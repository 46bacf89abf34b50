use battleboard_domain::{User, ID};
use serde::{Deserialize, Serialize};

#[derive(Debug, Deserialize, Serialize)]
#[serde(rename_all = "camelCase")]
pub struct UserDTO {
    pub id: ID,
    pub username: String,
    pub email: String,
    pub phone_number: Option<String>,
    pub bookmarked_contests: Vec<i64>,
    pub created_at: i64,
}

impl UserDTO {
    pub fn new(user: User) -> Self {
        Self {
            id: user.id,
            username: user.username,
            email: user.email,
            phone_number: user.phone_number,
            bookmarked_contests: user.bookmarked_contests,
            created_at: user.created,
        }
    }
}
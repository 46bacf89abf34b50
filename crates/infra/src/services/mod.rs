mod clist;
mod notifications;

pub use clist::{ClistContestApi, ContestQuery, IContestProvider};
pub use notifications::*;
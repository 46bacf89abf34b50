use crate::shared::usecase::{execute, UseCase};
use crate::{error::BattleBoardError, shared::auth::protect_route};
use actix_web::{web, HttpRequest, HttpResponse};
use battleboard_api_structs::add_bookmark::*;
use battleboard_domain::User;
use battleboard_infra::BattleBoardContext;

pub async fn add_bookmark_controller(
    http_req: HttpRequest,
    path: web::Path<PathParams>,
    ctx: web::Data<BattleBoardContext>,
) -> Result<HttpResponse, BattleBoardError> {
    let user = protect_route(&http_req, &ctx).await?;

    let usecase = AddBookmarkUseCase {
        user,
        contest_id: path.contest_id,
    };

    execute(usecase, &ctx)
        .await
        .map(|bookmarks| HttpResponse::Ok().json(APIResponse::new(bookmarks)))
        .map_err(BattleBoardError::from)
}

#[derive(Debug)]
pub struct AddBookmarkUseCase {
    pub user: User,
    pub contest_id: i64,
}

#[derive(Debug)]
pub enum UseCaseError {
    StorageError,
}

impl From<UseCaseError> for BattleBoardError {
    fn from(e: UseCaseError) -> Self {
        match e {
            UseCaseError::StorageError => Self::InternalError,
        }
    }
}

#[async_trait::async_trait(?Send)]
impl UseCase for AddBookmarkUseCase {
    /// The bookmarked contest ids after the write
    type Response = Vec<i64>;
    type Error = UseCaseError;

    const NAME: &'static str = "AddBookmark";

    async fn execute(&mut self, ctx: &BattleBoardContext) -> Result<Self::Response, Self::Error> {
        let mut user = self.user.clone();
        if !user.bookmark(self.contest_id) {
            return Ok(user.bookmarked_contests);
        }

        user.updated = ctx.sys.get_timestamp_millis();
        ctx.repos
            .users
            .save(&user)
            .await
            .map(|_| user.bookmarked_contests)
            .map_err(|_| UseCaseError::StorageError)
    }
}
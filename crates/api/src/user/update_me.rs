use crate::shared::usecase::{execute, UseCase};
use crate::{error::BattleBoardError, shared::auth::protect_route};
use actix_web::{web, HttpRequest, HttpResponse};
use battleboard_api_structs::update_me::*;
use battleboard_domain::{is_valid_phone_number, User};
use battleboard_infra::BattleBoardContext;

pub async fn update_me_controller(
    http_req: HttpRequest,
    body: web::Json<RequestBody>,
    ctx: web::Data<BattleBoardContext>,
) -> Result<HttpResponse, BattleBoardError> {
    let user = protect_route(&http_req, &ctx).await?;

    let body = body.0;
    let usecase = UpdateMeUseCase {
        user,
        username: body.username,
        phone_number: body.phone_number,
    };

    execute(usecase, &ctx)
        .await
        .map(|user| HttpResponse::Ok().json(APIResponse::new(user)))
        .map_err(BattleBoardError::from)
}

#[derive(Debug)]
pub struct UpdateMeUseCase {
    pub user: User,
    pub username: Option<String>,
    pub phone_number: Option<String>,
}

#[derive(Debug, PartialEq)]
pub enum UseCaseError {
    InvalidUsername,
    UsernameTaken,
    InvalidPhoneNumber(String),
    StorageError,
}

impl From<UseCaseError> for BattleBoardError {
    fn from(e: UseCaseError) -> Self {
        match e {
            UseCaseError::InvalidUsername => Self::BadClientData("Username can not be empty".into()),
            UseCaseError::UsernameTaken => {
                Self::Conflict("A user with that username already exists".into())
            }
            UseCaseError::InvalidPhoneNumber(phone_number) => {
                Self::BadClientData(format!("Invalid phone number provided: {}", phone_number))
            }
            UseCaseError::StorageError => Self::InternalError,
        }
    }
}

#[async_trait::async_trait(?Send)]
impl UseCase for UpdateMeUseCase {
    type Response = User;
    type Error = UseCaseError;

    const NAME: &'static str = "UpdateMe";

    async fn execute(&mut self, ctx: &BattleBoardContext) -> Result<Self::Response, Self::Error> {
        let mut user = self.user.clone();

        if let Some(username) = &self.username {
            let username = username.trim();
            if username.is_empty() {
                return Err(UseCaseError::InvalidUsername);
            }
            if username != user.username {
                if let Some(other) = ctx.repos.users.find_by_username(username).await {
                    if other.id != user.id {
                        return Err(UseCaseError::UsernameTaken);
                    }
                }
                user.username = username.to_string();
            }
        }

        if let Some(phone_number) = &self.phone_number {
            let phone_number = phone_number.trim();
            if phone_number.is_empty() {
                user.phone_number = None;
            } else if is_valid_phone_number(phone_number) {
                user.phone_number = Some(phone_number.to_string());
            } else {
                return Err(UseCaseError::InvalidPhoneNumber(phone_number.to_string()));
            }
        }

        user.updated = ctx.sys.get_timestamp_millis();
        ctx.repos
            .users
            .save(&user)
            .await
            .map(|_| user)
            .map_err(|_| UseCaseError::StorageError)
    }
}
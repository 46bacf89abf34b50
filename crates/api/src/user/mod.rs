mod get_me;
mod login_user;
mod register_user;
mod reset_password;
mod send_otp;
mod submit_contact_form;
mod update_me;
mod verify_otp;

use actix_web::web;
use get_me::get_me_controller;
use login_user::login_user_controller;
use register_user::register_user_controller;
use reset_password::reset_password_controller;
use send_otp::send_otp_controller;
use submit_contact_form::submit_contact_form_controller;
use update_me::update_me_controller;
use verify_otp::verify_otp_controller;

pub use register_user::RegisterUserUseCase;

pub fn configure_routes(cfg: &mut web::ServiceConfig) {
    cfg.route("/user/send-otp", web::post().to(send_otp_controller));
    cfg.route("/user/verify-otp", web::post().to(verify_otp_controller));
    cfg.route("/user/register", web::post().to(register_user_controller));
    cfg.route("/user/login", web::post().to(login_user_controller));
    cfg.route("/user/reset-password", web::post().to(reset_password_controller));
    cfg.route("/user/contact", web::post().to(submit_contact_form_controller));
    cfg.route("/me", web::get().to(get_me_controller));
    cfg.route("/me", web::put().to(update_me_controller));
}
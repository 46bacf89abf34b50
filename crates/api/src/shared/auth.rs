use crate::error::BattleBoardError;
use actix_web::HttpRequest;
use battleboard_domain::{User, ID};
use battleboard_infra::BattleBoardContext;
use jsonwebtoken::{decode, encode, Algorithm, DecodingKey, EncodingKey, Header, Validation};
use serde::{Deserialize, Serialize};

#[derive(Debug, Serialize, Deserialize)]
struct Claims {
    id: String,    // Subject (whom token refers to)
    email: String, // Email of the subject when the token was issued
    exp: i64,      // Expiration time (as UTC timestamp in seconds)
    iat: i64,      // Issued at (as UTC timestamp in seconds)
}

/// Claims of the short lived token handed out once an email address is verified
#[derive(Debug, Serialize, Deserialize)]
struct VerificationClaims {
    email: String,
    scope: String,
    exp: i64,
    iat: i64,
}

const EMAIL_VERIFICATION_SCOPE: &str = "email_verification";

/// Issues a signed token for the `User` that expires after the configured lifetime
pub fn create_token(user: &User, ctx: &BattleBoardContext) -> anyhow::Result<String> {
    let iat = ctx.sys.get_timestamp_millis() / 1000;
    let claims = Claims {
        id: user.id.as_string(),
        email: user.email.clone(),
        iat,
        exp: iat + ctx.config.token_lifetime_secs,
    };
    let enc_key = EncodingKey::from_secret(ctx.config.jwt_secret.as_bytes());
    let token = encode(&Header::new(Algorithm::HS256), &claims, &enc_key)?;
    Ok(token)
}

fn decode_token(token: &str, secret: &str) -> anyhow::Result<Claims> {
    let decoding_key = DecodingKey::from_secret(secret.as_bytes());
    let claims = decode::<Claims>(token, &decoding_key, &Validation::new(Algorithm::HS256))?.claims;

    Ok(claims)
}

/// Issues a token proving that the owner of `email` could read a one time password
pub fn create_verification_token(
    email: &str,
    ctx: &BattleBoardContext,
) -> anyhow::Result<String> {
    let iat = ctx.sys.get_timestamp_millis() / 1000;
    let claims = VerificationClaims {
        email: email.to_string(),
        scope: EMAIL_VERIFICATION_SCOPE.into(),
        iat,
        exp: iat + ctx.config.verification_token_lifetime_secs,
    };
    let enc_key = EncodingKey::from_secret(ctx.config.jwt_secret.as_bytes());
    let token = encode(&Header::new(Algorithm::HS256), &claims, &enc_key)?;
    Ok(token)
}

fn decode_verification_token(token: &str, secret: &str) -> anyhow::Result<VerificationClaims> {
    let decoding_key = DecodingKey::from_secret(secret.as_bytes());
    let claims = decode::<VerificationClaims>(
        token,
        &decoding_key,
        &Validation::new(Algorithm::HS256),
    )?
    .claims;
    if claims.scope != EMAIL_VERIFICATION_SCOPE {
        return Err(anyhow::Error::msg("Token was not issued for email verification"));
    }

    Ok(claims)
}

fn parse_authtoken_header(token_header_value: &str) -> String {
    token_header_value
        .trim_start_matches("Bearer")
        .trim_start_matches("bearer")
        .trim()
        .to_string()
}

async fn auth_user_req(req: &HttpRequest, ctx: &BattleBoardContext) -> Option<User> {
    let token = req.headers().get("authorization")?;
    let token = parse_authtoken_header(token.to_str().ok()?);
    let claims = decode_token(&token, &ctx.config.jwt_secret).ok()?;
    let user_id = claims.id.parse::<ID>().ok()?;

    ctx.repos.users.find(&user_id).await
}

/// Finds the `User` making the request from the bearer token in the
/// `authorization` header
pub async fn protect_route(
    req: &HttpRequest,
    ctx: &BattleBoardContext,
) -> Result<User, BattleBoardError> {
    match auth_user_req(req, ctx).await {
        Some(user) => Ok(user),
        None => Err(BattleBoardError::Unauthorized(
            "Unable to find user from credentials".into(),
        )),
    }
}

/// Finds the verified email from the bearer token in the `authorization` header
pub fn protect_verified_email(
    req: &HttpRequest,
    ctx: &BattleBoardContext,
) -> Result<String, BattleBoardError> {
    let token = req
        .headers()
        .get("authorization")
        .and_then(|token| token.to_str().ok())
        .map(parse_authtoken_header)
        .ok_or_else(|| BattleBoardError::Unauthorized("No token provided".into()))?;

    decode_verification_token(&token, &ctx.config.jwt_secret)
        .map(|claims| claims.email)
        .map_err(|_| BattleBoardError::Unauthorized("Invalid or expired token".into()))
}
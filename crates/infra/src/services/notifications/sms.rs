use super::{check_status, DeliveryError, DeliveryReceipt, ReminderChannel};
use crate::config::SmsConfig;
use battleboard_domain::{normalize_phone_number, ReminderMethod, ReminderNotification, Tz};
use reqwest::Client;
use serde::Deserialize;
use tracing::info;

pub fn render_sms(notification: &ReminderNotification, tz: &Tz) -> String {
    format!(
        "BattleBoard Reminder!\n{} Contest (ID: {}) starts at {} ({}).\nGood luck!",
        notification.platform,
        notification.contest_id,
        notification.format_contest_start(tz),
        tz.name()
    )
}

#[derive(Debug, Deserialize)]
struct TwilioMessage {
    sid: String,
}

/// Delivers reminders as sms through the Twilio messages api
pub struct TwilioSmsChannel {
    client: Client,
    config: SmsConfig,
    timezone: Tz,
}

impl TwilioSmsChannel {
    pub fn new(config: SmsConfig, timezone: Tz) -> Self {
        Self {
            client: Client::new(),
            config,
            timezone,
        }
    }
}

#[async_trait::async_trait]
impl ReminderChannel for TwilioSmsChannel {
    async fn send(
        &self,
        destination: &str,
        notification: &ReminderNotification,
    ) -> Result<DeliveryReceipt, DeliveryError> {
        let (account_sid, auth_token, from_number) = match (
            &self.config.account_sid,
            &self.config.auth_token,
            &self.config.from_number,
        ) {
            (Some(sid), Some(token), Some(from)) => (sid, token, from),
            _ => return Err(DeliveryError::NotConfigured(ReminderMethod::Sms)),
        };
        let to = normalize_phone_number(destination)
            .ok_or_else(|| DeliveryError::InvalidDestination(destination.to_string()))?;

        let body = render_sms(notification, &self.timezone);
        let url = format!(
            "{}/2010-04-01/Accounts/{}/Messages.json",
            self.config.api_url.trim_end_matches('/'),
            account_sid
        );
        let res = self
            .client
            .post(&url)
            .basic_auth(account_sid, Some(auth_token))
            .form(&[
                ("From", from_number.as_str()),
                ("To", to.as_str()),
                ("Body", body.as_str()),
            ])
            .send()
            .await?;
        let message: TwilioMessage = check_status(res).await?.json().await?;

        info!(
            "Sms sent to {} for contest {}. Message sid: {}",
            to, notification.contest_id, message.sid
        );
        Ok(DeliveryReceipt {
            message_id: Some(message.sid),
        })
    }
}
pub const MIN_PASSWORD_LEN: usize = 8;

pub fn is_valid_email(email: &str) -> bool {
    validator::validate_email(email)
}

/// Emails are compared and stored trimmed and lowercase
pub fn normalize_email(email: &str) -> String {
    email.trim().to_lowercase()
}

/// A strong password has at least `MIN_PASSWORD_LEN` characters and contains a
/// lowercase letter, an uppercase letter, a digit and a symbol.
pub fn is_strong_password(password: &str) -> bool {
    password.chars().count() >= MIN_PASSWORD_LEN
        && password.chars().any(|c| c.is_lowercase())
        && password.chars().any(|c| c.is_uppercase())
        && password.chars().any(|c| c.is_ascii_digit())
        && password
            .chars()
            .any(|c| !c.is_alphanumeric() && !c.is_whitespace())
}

★ ★ ★

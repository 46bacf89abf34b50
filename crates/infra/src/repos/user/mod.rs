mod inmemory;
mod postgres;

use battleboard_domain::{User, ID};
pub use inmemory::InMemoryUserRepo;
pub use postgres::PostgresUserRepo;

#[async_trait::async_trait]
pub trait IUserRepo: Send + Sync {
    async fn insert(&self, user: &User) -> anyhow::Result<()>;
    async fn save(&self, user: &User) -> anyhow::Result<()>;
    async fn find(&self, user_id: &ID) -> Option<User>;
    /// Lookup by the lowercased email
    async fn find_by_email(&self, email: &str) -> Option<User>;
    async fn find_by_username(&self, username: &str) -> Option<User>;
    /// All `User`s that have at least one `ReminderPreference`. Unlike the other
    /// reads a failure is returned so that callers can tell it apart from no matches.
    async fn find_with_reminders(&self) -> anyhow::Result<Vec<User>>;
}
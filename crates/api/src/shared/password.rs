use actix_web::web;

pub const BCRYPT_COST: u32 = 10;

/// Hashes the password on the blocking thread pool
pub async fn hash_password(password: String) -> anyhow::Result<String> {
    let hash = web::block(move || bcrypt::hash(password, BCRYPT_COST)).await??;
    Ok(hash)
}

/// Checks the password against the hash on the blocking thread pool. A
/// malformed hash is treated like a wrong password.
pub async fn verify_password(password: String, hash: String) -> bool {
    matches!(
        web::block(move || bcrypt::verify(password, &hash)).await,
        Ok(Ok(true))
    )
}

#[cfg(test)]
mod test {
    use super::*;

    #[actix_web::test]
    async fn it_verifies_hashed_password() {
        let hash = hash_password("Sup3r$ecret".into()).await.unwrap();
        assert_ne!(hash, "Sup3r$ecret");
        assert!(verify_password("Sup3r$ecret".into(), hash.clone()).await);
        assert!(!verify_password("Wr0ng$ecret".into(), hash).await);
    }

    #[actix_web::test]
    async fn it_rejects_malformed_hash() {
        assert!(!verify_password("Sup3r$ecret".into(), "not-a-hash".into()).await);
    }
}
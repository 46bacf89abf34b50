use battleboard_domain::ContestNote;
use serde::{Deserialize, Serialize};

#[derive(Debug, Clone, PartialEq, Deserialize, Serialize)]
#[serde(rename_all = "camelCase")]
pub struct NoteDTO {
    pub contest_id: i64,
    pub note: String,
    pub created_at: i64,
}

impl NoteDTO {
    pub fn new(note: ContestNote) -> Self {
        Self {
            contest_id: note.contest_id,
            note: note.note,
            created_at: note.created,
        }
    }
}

★ ★ ★

**Activity:**
How many lines in the records hold the string "bool"? Reply with the number only.

**Solution:**
3